The public in the Philippines has been advised to distance themselves as far as they can about the bitcoin cloud mining company “mining city“. This comes from the Securities and Exchange Commission in the nation.
The warning states that the company is an unlicensed body that operates in the country and even went on to highlight that it was not functioning in accordance with the guidelines of cryptocurrency platforms.
The word Ponzi scheme was even used…
The warning further says:
“The aforementioned scheme used by Mining City clearly shows an indication of a possible Ponzi scheme in which new investor money is used to pay ‘bogus profits’ to those who invested first.”
The chief executive officer of the company, Gregory Rogowski and the team leader Anthony Aguilar and the Facebook page admin Jhon Rey Grey were all noted as key people involved in the scheme, all of which will be reporting to the bureau of internal revenue for investigation. This will be in regards to assessments on their tax.
According to the notice, the company offered cloud mining packages in the form of a three-year contract.
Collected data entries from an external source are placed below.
// Copyright 2021-2022 Farcaster Devs
//
// This library is free software; you can redistribute it and/or
// modify it under the terms of the GNU Lesser General Public
// License as published by the Free Software Foundation; either
// version 3 of the License, or (at your option) any later version.
//
// This library is distributed in the hope that it will be useful,
// but WITHOUT ANY WARRANTY; without even the implied warranty of
// MERCHANTABILITY or FITNESS FOR A PARTICULAR PURPOSE. See the GNU
// Lesser General Public License for more details.
//
// You should have received a copy of the GNU Lesser General Public
// License along with this library; if not, write to the Free Software
// Foundation, Inc., 51 Franklin Street, Fifth Floor, Boston, MA 02110-1301, USA

//! Chain client and wallet backed by a Bitcoin Core node JSON-RPC server.
//!
//! Every call opens a transport whose timeout is the time left before the deadline of the
//! command, an expired deadline fails the call without contacting the node.

use std::io;

use bitcoin::hash_types::PubkeyHash;
use bitcoin::secp256k1::{All, Secp256k1};
use bitcoin::util::ecdsa::EcdsaSig;
use bitcoin::util::key::PublicKey;
use bitcoin::{Address, Transaction, Txid};
use bitcoincore_rpc::json::AddressType;
use bitcoincore_rpc::jsonrpc;
use bitcoincore_rpc::jsonrpc::simple_http::{self, SimpleHttpTransport};
use bitcoincore_rpc::{Client, RpcApi};

use crate::bitcoin::address::pkh_address;
use crate::bitcoin::ScriptTemplate;
use crate::protocol::Config;
use crate::syncer::{self, ChainClient, ChainTip, Deadline};
use crate::wallet::{self, sign_hash, SigningRequest, Wallet};

/// Invalid address or key, or unknown transaction.
const RPC_INVALID_ADDRESS_OR_KEY: i32 = -5;
/// Wallet error, returned when the wallet does not hold the private key.
const RPC_WALLET_ERROR: i32 = -4;

/// Connection settings to a node RPC server.
#[derive(Debug, Clone)]
pub struct RpcClient {
    url: String,
    user: Option<String>,
    pass: Option<String>,
}

impl RpcClient {
    pub fn new(url: impl Into<String>, user: Option<String>, pass: Option<String>) -> Self {
        Self {
            url: url.into(),
            user,
            pass,
        }
    }

    /// Create a client for the server and credentials of the configuration.
    pub fn from_config(config: &Config) -> Result<Self, crate::Error> {
        Ok(Self::new(
            config.rpc_url()?,
            config.rpc_user.clone(),
            config.rpc_pass.clone(),
        ))
    }

    fn client(&self, deadline: Deadline) -> Result<Client, syncer::Error> {
        let timeout = deadline.check()?;
        let mut builder = SimpleHttpTransport::builder()
            .url(&self.url)
            .map_err(|e| syncer::Error::Transport(e.to_string()))?
            .timeout(timeout);
        if let Some(user) = &self.user {
            builder = builder.auth(user.as_str(), self.pass.as_deref());
        }
        Ok(Client::from_jsonrpc(jsonrpc::Client::with_transport(
            builder.build(),
        )))
    }
}

fn rpc_code(err: &bitcoincore_rpc::Error) -> Option<i32> {
    match err {
        bitcoincore_rpc::Error::JsonRpc(jsonrpc::Error::Rpc(e)) => Some(e.code),
        _ => None,
    }
}

fn is_timeout(err: &io::Error) -> bool {
    matches!(
        err.kind(),
        io::ErrorKind::TimedOut | io::ErrorKind::WouldBlock
    )
}

// Sort node failures into transport problems, worth retrying, and anything else.
fn from_rpc(err: bitcoincore_rpc::Error) -> syncer::Error {
    match err {
        bitcoincore_rpc::Error::JsonRpc(jsonrpc::Error::Transport(e)) => {
            match e.downcast_ref::<simple_http::Error>() {
                Some(simple_http::Error::SocketError(e)) if is_timeout(e) => syncer::Error::Timeout,
                _ => syncer::Error::Transport(e.to_string()),
            }
        }
        bitcoincore_rpc::Error::Io(e) if is_timeout(&e) => syncer::Error::Timeout,
        bitcoincore_rpc::Error::Io(e) => e.into(),
        err => syncer::Error::new(err),
    }
}

impl ChainClient for RpcClient {
    fn latest_block(&self, deadline: Deadline) -> Result<ChainTip, syncer::Error> {
        let client = self.client(deadline)?;
        let hash = client.get_best_block_hash().map_err(from_rpc)?;
        let header = client.get_block_header_info(&hash).map_err(from_rpc)?;
        // Locktimes are compared to the median time past of the previous blocks, fall back on
        // the block time for nodes not reporting it
        let time = header.median_time.unwrap_or(header.time);
        let tip = ChainTip {
            height: header.height as u64,
            hash,
            time: time as u32,
        };
        debug!("chain tip is {}", tip);
        Ok(tip)
    }

    fn transaction(
        &self,
        txid: &Txid,
        deadline: Deadline,
    ) -> Result<Option<Transaction>, syncer::Error> {
        let client = self.client(deadline)?;
        match client.get_raw_transaction(txid, None) {
            Ok(tx) => Ok(Some(tx)),
            Err(err) if rpc_code(&err) == Some(RPC_INVALID_ADDRESS_OR_KEY) => Ok(None),
            Err(err) => Err(from_rpc(err)),
        }
    }

    fn broadcast(&self, tx: &Transaction, deadline: Deadline) -> Result<Txid, syncer::Error> {
        let client = self.client(deadline)?;
        match client.send_raw_transaction(tx) {
            Ok(txid) => {
                debug!("broadcast transaction {}", txid);
                Ok(txid)
            }
            Err(bitcoincore_rpc::Error::JsonRpc(jsonrpc::Error::Rpc(e))) => {
                Err(syncer::Error::Rejected(e.message))
            }
            Err(err) => Err(from_rpc(err)),
        }
    }
}

/// Wallet delegating key management to the node wallet. Signatures are computed locally with the
/// private key exported from the node, which requires a wallet supporting `dumpprivkey`.
pub struct RpcWallet {
    client: RpcClient,
    network: bitcoin::Network,
    template: ScriptTemplate,
    context: Secp256k1<All>,
}

impl RpcWallet {
    pub fn new(client: RpcClient, network: bitcoin::Network, template: ScriptTemplate) -> Self {
        Self {
            client,
            network,
            template,
            context: Secp256k1::new(),
        }
    }

    // The node knows a key under any of its address forms, start with the template one
    fn candidate_addresses(&self, key: &PubkeyHash) -> Vec<Address> {
        let other = match self.template {
            ScriptTemplate::SegwitV0 => ScriptTemplate::Legacy,
            ScriptTemplate::Legacy => ScriptTemplate::SegwitV0,
        };
        vec![
            pkh_address(key, self.template, self.network),
            pkh_address(key, other, self.network),
        ]
    }
}

impl Wallet for RpcWallet {
    fn new_address(&self, deadline: Deadline) -> Result<Address, wallet::Error> {
        let client = self.client.client(deadline)?;
        let address_type = match self.template {
            ScriptTemplate::SegwitV0 => AddressType::Bech32,
            ScriptTemplate::Legacy => AddressType::Legacy,
        };
        let address = client
            .get_new_address(None, Some(address_type))
            .map_err(from_rpc)?;
        debug!("new wallet address {}", address);
        Ok(address)
    }

    fn sign_input(
        &self,
        request: &SigningRequest,
        deadline: Deadline,
    ) -> Result<(PublicKey, EcdsaSig), wallet::Error> {
        let client = self.client.client(deadline)?;
        let mut private_key = None;
        for address in self.candidate_addresses(&request.key) {
            match client.dump_private_key(&address) {
                Ok(key) => {
                    private_key = Some(key);
                    break;
                }
                Err(err)
                    if matches!(
                        rpc_code(&err),
                        Some(RPC_WALLET_ERROR) | Some(RPC_INVALID_ADDRESS_OR_KEY)
                    ) =>
                {
                    continue
                }
                Err(err) => return Err(from_rpc(err).into()),
            }
        }
        let private_key = private_key.ok_or(wallet::Error::MissingKey(request.key))?;

        let public_key = private_key.public_key(&self.context);
        if public_key.pubkey_hash() != request.key {
            return Err(wallet::Error::InvalidKey(format!(
                "node returned the key of {} for {}",
                public_key.pubkey_hash(),
                request.key
            )));
        }
        let sig = sign_hash(&self.context, request.sighash, &private_key.inner)?;
        Ok((public_key, sig))
    }
}
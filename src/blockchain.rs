// Copyright 2021-2022 Farcaster Devs
//
// This library is free software; you can redistribute it and/or
// modify it under the terms of the GNU Lesser General Public
// License as published by the Free Software Foundation; either
// version 3 of the License, or (at your option) any later version.
//
// This library is distributed in the hope that it will be useful,
// but WITHOUT ANY WARRANTY; without even the implied warranty of
// MERCHANTABILITY or FITNESS FOR A PARTICULAR PURPOSE. See the GNU
// Lesser General Public License for more details.
//
// You should have received a copy of the GNU Lesser General Public
// License along with this library; if not, write to the Free Software
// Foundation, Inc., 51 Franklin Street, Fifth Floor, Boston, MA 02110-1301, USA

//! Defines in which network context the tool interacts with the blockchain.

use std::str::FromStr;

use serde::{Deserialize, Serialize};

use crate::consensus;

/// Defines a blockchain network, identifies in which context the system interacts with the
/// blockchain.
#[derive(
    Copy, PartialEq, Eq, PartialOrd, Ord, Clone, Hash, Debug, Display, Serialize, Deserialize,
)]
#[display(Debug)]
pub enum Network {
    /// Represents a real asset on his valuable network
    Mainnet,
    /// Represents non-valuable assets on test networks
    Testnet,
    /// Local and private testnets
    Local,
}

impl Network {
    /// Default port of the node RPC server for the network.
    pub fn default_rpc_port(&self) -> u16 {
        match self {
            Network::Mainnet => 8332,
            Network::Testnet => 18332,
            Network::Local => 18443,
        }
    }
}

impl FromStr for Network {
    type Err = consensus::Error;

    fn from_str(s: &str) -> Result<Self, Self::Err> {
        match s {
            "Mainnet" | "mainnet" => Ok(Network::Mainnet),
            "Testnet" | "testnet" => Ok(Network::Testnet),
            "Local" | "local" | "regtest" => Ok(Network::Local),
            _ => Err(consensus::Error::UnknownType),
        }
    }
}
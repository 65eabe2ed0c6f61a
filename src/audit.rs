// Copyright 2021-2022 Farcaster Devs
//
// This library is free software; you can redistribute it and/or
// modify it under the terms of the GNU Lesser General Public
// License as published by the Free Software Foundation; either
// version 3 of the License, or (at your option) any later version.
//
// This library is distributed in the hope that it will be useful,
// but WITHOUT ANY WARRANTY; without even the implied warranty of
// MERCHANTABILITY or FITNESS FOR A PARTICULAR PURPOSE. See the GNU
// Lesser General Public License for more details.
//
// You should have received a copy of the GNU Lesser General Public
// License along with this library; if not, write to the Free Software
// Foundation, Inc., 51 Franklin Street, Fifth Floor, Boston, MA 02110-1301, USA

//! Audit of a counterparty contract against the transaction funding it. An audit never has side
//! effects, it only reports what the contract commits to and whether it is safe to rely on.

use std::fmt;

use bitcoin::blockdata::transaction::{OutPoint, Transaction, TxOut};
use bitcoin::{Address, Amount, Script};
use serde::Serialize;

use crate::bitcoin::timelock::{CltvLocktime, LocktimeSemantics};
use crate::bitcoin::ChainProfile;
use crate::crypto::SecretHash;
use crate::script::Contract;
use crate::syncer::ChainTip;
use crate::Error;

/// What a funded contract commits to, derived from the contract and its funding transaction.
#[derive(Debug, Clone, PartialEq, Eq, Serialize)]
pub struct AuditResult {
    pub contract_address: Address,
    pub outpoint: OutPoint,
    pub recipient: Address,
    pub refund: Address,
    pub secret_hash: SecretHash,
    pub locktime: CltvLocktime,
    #[serde(with = "bitcoin::util::amount::serde::as_sat")]
    pub locked_amount: Amount,
    /// Distance to the locktime at audit time, in blocks or seconds, negative once reached.
    pub remaining: i64,
    /// The locktime is in the future and within the maximum horizon.
    pub is_well_formed: bool,
}

impl AuditResult {
    fn remaining_display(&self) -> String {
        if self.remaining <= 0 {
            return "refund locktime has been reached".to_string();
        }
        match self.locktime.semantics() {
            LocktimeSemantics::BlockHeight => {
                format!("locktime reached in {} blocks", self.remaining)
            }
            LocktimeSemantics::Timestamp => {
                let secs = self.remaining;
                format!(
                    "locktime reached in {}h {}m {}s",
                    secs / 3600,
                    secs % 3600 / 60,
                    secs % 60
                )
            }
        }
    }
}

impl fmt::Display for AuditResult {
    fn fmt(&self, f: &mut fmt::Formatter) -> fmt::Result {
        writeln!(f, "Contract address:        {}", self.contract_address)?;
        writeln!(f, "Contract outpoint:       {}", self.outpoint)?;
        writeln!(f, "Contract value:          {}", self.locked_amount)?;
        writeln!(f, "Recipient address:       {}", self.recipient)?;
        writeln!(f, "Author's refund address: {}", self.refund)?;
        writeln!(f)?;
        writeln!(f, "Secret hash:             {}", self.secret_hash)?;
        writeln!(
            f,
            "Locktime:                {} ({})",
            self.locktime,
            self.locktime.semantics()
        )?;
        write!(f, "                         {}", self.remaining_display())
    }
}

/// Find the output of the transaction paying to the script, if any.
pub(crate) fn find_output(tx: &Transaction, script_pubkey: &Script) -> Option<(OutPoint, TxOut)> {
    tx.output
        .iter()
        .enumerate()
        .find(|(_, tx_out)| tx_out.script_pubkey == *script_pubkey)
        .map(|(ix, tx_out)| (OutPoint::new(tx.txid(), ix as u32), tx_out.clone()))
}

fn locktime_is_sane(locktime: CltvLocktime, now: &ChainTip) -> bool {
    !locktime.is_elapsed(now)
        && locktime.remaining(now) <= locktime.semantics().max_horizon() as i64
}

/// Check the funding of an already parsed contract and report its parameters. Locktime sanity is
/// reported in [`AuditResult::is_well_formed`] without failing, which lets redeem and refund
/// flows inspect contracts whose locktime has passed.
pub fn inspect_contract(
    profile: &impl ChainProfile,
    contract: &Contract,
    funding_tx: &Transaction,
    now: &ChainTip,
) -> Result<AuditResult, Error> {
    let contract_address = contract.address(profile);
    let (outpoint, tx_out) = find_output(funding_tx, &contract_address.script_pubkey()).ok_or(
        Error::AddressMismatch {
            expected: contract_address.clone(),
            txid: funding_tx.txid(),
        },
    )?;

    let params = contract.params();
    let remaining = params.locktime.remaining(now);
    let is_well_formed = locktime_is_sane(params.locktime, now);
    if !is_well_formed {
        warn!(
            "contract locktime {} is not within the safe window at {}",
            params.locktime, now
        );
    }

    Ok(AuditResult {
        contract_address,
        outpoint,
        recipient: contract.recipient_address(profile),
        refund: contract.refund_address(profile),
        secret_hash: params.secret_hash.clone(),
        locktime: params.locktime,
        locked_amount: Amount::from_sat(tx_out.value),
        remaining,
        is_well_formed,
    })
}

/// Parse a serialized contract and audit it against its funding transaction. Fails on any
/// template deviation, when no output of the transaction pays the contract address, when the
/// locked value is below `claimed` or when the locktime is not in the safe window.
pub fn audit_contract(
    profile: &impl ChainProfile,
    contract: &[u8],
    funding_tx: &Transaction,
    now: &ChainTip,
    claimed: Option<Amount>,
) -> Result<AuditResult, Error> {
    let contract = Contract::parse(profile, contract)?;
    let result = inspect_contract(profile, &contract, funding_tx, now)?;

    if let Some(expected) = claimed {
        if result.locked_amount < expected {
            return Err(Error::AmountMismatch {
                expected,
                found: result.locked_amount,
            });
        }
    }
    if !result.is_well_formed {
        let semantics = result.locktime.semantics();
        return Err(Error::InvalidParameter(format!(
            "locktime {} must be after the current {} and at most {} ahead",
            result.locktime,
            semantics.current(now),
            semantics.max_horizon()
        )));
    }
    Ok(result)
}

#[cfg(test)]
mod tests {
    use super::*;
    use crate::bitcoin::address::pkh_address;
    use crate::bitcoin::{Bitcoin, ScriptTemplate};
    use crate::blockchain::Network;
    use crate::consensus::CanonicalBytes;
    use crate::crypto::{hash_secret, HashAlgorithm, Secret};
    use bitcoin::blockdata::transaction::TxIn;
    use bitcoin::hash_types::PubkeyHash;
    use bitcoin::hashes::Hash;
    use bitcoin::{BlockHash, Witness};

    const NOW: u32 = 1_700_000_000;

    fn tip(time: u32) -> ChainTip {
        ChainTip {
            height: 1_000,
            hash: BlockHash::from_inner([0u8; 32]),
            time,
        }
    }

    fn contract(profile: &Bitcoin) -> Contract {
        let address = |b| {
            pkh_address(
                &PubkeyHash::from_inner([b; 20]),
                ScriptTemplate::SegwitV0,
                bitcoin::Network::Regtest,
            )
        };
        Contract::build(
            profile,
            &address(1),
            &address(2),
            hash_secret(&Secret::from_bytes([5; 32]), HashAlgorithm::Sha256),
            CltvLocktime::new(NOW + 86_400),
            &tip(NOW),
        )
        .unwrap()
    }

    fn funding(script_pubkey: Script, value: u64) -> Transaction {
        Transaction {
            version: 2,
            lock_time: 0,
            input: vec![TxIn {
                previous_output: OutPoint::null(),
                script_sig: Script::new(),
                sequence: 0xffff_ffff,
                witness: Witness::new(),
            }],
            output: vec![
                TxOut {
                    value: 12_345,
                    script_pubkey: Script::new(),
                },
                TxOut {
                    value,
                    script_pubkey,
                },
            ],
        }
    }

    #[test]
    fn audit_funded_contract() {
        let profile = Bitcoin::new(Network::Local);
        let contract = contract(&profile);
        let tx = funding(contract.address(&profile).script_pubkey(), 50_000);
        let result = audit_contract(
            &profile,
            &contract.as_canonical_bytes(),
            &tx,
            &tip(NOW),
            Some(Amount::from_sat(50_000)),
        )
        .unwrap();
        assert_eq!(result.outpoint, OutPoint::new(tx.txid(), 1));
        assert_eq!(result.locked_amount, Amount::from_sat(50_000));
        assert_eq!(result.remaining, 86_400);
        assert!(result.is_well_formed);
        assert_eq!(result.recipient, contract.recipient_address(&profile));
        assert!(format!("{}", result).contains("locktime reached in 24h 0m 0s"));
    }

    #[test]
    fn foreign_address_funding_is_rejected() {
        let profile = Bitcoin::new(Network::Local);
        let contract = contract(&profile);
        let tx = funding(contract.refund_address(&profile).script_pubkey(), 50_000);
        let res = audit_contract(&profile, &contract.as_canonical_bytes(), &tx, &tip(NOW), None);
        assert!(matches!(res, Err(Error::AddressMismatch { .. })));
    }

    #[test]
    fn insufficient_amount_is_rejected() {
        let profile = Bitcoin::new(Network::Local);
        let contract = contract(&profile);
        let tx = funding(contract.address(&profile).script_pubkey(), 49_999);
        let res = audit_contract(
            &profile,
            &contract.as_canonical_bytes(),
            &tx,
            &tip(NOW),
            Some(Amount::from_sat(50_000)),
        );
        assert!(matches!(
            res,
            Err(Error::AmountMismatch { expected, found })
                if expected == Amount::from_sat(50_000) && found == Amount::from_sat(49_999)
        ));
    }

    #[test]
    fn locktime_sanity() {
        let profile = Bitcoin::new(Network::Local);
        let contract = contract(&profile);
        let tx = funding(contract.address(&profile).script_pubkey(), 50_000);

        // locktime already reached
        let late = tip(NOW + 86_401);
        let res = audit_contract(&profile, &contract.as_canonical_bytes(), &tx, &late, None);
        assert!(matches!(res, Err(Error::InvalidParameter(_))));
        let inspected = inspect_contract(&profile, &contract, &tx, &late).unwrap();
        assert!(!inspected.is_well_formed);
        assert!(format!("{}", inspected).contains("refund locktime has been reached"));

        // locktime too far away
        let early = tip(NOW - 30 * 24 * 3600);
        let res = audit_contract(&profile, &contract.as_canonical_bytes(), &tx, &early, None);
        assert!(matches!(res, Err(Error::InvalidParameter(_))));
    }

    #[test]
    fn serialize_audit_in_yaml() {
        let profile = Bitcoin::new(Network::Local);
        let contract = contract(&profile);
        let tx = funding(contract.address(&profile).script_pubkey(), 50_000);
        let result = inspect_contract(&profile, &contract, &tx, &tip(NOW)).unwrap();
        let s = serde_yaml::to_string(&result).expect("Encode audit result in yaml");
        assert!(s.contains("is_well_formed: true"));
        assert!(s.contains(&format!("secret_hash: {}", result.secret_hash)));
    }
}
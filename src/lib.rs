// Copyright 2021-2022 Farcaster Devs
//
// This library is free software; you can redistribute it and/or
// modify it under the terms of the GNU Lesser General Public
// License as published by the Free Software Foundation; either
// version 3 of the License, or (at your option) any later version.
//
// This library is distributed in the hope that it will be useful,
// but WITHOUT ANY WARRANTY; without even the implied warranty of
// MERCHANTABILITY or FITNESS FOR A PARTICULAR PURPOSE. See the GNU
// Lesser General Public License for more details.
//
// You should have received a copy of the GNU Lesser General Public
// License along with this library; if not, write to the Free Software
// Foundation, Inc., 51 Franklin Street, Fifth Floor, Boston, MA 02110-1301, USA

//! Atomicswap library
//!
//! The Bitcoin leg of a cross-chain atomic swap: hash time locked contracts are built, audited,
//! redeemed with the swap secret or refunded after their locktime. The other leg lives on another
//! chain and is driven by a counterpart tool sharing the same secret hash.
//!
//! Each swap goes through the following steps, one command invocation each:
//!
//! 1. the initiator generates a secret and locks funds in a contract paying the participant
//!    against the secret, refundable after 48 hours,
//! 2. the participant audits it and locks funds on its side with the same secret hash,
//!    refundable after 24 hours,
//! 3. the initiator audits the participant contract and redeems it, revealing the secret,
//! 4. the participant extracts the secret from that redemption and redeems the initiator
//!    contract.
//!
//! If a party walks away, the other one refunds its contract once its locktime is reached.

#![cfg_attr(docsrs, feature(doc_cfg))]

#[macro_use]
extern crate amplify;
#[macro_use]
extern crate log;

use ::bitcoin::{Address, Amount, Txid};
use thiserror::Error;

pub mod audit;
pub mod bitcoin;
pub mod blockchain;
pub mod consensus;
pub mod crypto;
pub mod protocol;
pub mod role;
pub mod script;
pub mod swap;
pub mod syncer;
pub mod transaction;
pub mod wallet;

use crate::bitcoin::timelock::CltvLocktime;
use crate::crypto::SecretHash;
use crate::swap::{Event, SwapState};

/// A list of possible errors when performing the Bitcoin leg of a cross-chain atomic swap.
/// Structural errors carry the expected and the observed values and are never retried, only
/// [`Error::NetworkError`] is transient.
#[derive(Error, Debug)]
pub enum Error {
    /// A caller supplied value failed validation.
    #[error("Invalid parameter: {0}")]
    InvalidParameter(String),
    /// The contract does not follow the exact contract template.
    #[error("Malformed contract: {0}")]
    MalformedContract(String),
    /// The contract is funded with less than claimed.
    #[error("Amount mismatch: expected at least {expected}, found {found}")]
    AmountMismatch { expected: Amount, found: Amount },
    /// No output of the transaction pays the contract address.
    #[error("Address mismatch: transaction {txid} has no output paying {expected}")]
    AddressMismatch { expected: Address, txid: Txid },
    /// The secret does not hash to the contract secret hash.
    #[error("Secret mismatch: expected hash {expected}, secret hashes to {found}")]
    SecretMismatch {
        expected: SecretHash,
        found: SecretHash,
    },
    /// The refund locktime is not reached at the chain tip.
    #[error("Locktime {locktime} not elapsed, chain is at {now}")]
    LocktimeNotElapsed {
        locktime: CltvLocktime,
        now: u64,
    },
    /// The transaction does not reveal a secret for the hash.
    #[error("No secret for hash {0} in transaction {1}")]
    SecretNotFound(SecretHash, Txid),
    /// The chain backend could not be reached or did not answer in time.
    #[error("Network error: {0}")]
    NetworkError(syncer::Error),
    /// The chain backend refused the transaction, the node reason is reported verbatim.
    #[error("Broadcast rejected: {0}")]
    BroadcastRejected(String),
    /// The operating system random source failed.
    #[error("Secret generation failed: {0}")]
    SecretGeneration(rand::Error),
    /// The event is not allowed in the current swap state.
    #[error("Invalid transition: {event} is not allowed in state {from}")]
    InvalidTransition { from: SwapState, event: Event },
    /// The wallet failed to produce a valid signature.
    #[error("Signing error: {0}")]
    Signing(wallet::Error),
    /// A consensus error during encoding/decoding operation or data type missmatch.
    #[error("Consensus error: {0}")]
    Consensus(#[from] consensus::Error),
}

impl Error {
    /// Whether the operation may succeed if attempted again, i.e. the failure comes from the
    /// transport and not from the swap data.
    pub fn is_retriable(&self) -> bool {
        matches!(self, Self::NetworkError(_))
    }
}

impl From<syncer::Error> for Error {
    fn from(err: syncer::Error) -> Self {
        match err {
            syncer::Error::Rejected(reason) => Self::BroadcastRejected(reason),
            err => Self::NetworkError(err),
        }
    }
}

impl From<wallet::Error> for Error {
    fn from(err: wallet::Error) -> Self {
        match err {
            wallet::Error::Syncer(err) => err.into(),
            err => Self::Signing(err),
        }
    }
}
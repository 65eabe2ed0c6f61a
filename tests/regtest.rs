#![cfg(feature = "rpc")]

use std::time::Duration;

use atomicswap::bitcoin::fee::SatPerKvB;
use atomicswap::bitcoin::rpc::{RpcClient, RpcWallet};
use atomicswap::bitcoin::{Bitcoin, ChainProfile};
use atomicswap::blockchain::Network;
use atomicswap::consensus::CanonicalBytes;
use atomicswap::protocol::{Command, Orchestrator, Outcome};
use atomicswap::swap::SwapState;
use atomicswap::syncer::{ChainClient, Deadline};
use atomicswap::wallet::Wallet;
use atomicswap::Error;

use bitcoin::Amount;
use bitcoincore_rpc::RpcApi;

#[macro_use]
mod rpc;

fn setup_wallet() {
    // Keys are exported with dumpprivkey, a legacy wallet is needed
    if rpc::CLIENT
        .create_wallet("swap_wallet", Some(false), None, None, None)
        .is_err()
    {
        let wallets = rpc::CLIENT.list_wallets().unwrap();
        if wallets.is_empty() {
            rpc::CLIENT.load_wallet("swap_wallet").unwrap();
        }
        if wallets.len() > 1 {
            panic!("More than one wallet loaded!");
        }
    }
    mine!(101);
}

fn orchestrator() -> Orchestrator<RpcClient, RpcWallet, Bitcoin> {
    let profile = Bitcoin::new(Network::Local);
    let client = rpc::swap_client();
    let wallet = RpcWallet::new(
        client.clone(),
        profile.bitcoin_network(),
        profile.script_template(),
    );
    Orchestrator::new(
        client,
        wallet,
        profile,
        SatPerKvB::from_sat(2000),
        Duration::from_secs(10),
    )
}

#[test]
#[ignore]
fn chain_tip_follows_the_node() {
    setup_wallet();
    let client = rpc::swap_client();
    let deadline = Deadline::after(Duration::from_secs(10));
    let before = client.latest_block(deadline).unwrap();
    mine!(1);
    let after = client.latest_block(deadline).unwrap();
    assert_eq!(after.height, before.height + 1);
    assert_eq!(
        after.hash,
        rpc::CLIENT.get_best_block_hash().unwrap()
    );
}

#[test]
#[ignore]
fn initiate_audit_and_redeem_on_regtest() {
    setup_wallet();
    let swap = orchestrator();
    let deadline = Deadline::after(Duration::from_secs(10));
    let amount = Amount::from_btc(0.5).unwrap();

    let participant = swap.wallet().new_address(deadline).unwrap();
    let (secret, contract, address) = match swap
        .run(Command::Initiate {
            participant,
            amount,
        })
        .unwrap()
    {
        Outcome::Created {
            secret: Some(secret),
            contract,
            contract_address,
            ..
        } => (secret, contract, contract_address),
        outcome => panic!("unexpected outcome {:?}", outcome),
    };

    // spent while in the mempool, the node finds confirmed transactions only with txindex
    let contract_tx = fund_address!(address, amount);
    match swap
        .run(Command::AuditContract {
            contract: contract.as_canonical_bytes(),
            contract_tx: contract_tx.clone(),
            claimed: Some(amount),
        })
        .unwrap()
    {
        Outcome::Audited {
            result,
            known,
            swap: audited,
        } => {
            assert!(known);
            assert!(audited.is_audited());
            assert!(result.is_well_formed);
            assert_eq!(result.locked_amount, amount);
        }
        outcome => panic!("unexpected outcome {:?}", outcome),
    }

    // the contract cannot be refunded yet
    let res = swap.run(Command::Refund {
        contract: contract.as_canonical_bytes(),
        contract_tx: contract_tx.clone(),
    });
    assert!(matches!(res, Err(Error::LocktimeNotElapsed { .. })));

    let outcome = swap
        .run(Command::Redeem {
            contract: contract.as_canonical_bytes(),
            contract_tx: contract_tx.clone(),
            secret,
        })
        .unwrap();
    assert_eq!(outcome.state(), SwapState::Redeemed);
    let txid = match outcome {
        Outcome::Redeemed { txid, .. } => txid,
        outcome => panic!("unexpected outcome {:?}", outcome),
    };
    let redeem_tx = rpc::CLIENT.get_raw_transaction(&txid, None).unwrap();
    assert_eq!(redeem_tx.input[0].previous_output.txid, contract_tx.txid());

    // the redeem pays back into the node wallet
    mine!(1);
    let info = rpc::CLIENT.get_transaction(&txid, None).unwrap().info;
    assert_eq!(info.confirmations, 1);
}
This would mean that harsh power be rented to investors with up to $12,600 and even claims to provide daily returns of almost $100.
In case you were still sceptical, the company even operates in a collaboration with MineBest, the creator of the Bitcoin Vault scam.
The regulator told the public “not to invest or stop investing in plans offered by Mining City or by entities that engage in smart contracts, cryptocurrencies or digital asset exchanges that are not registered with the commission,” adding that promoters could be criminally prosecuted with fines over $100,000 or imprisonment of up to 21 years.
Government body warned people not to invest in the company or any kind of subsidiary in relation to the alleged Ponzi scheme. Promoters could even have been legally prosecuted with fines of over $100,000 or 21 years in prison.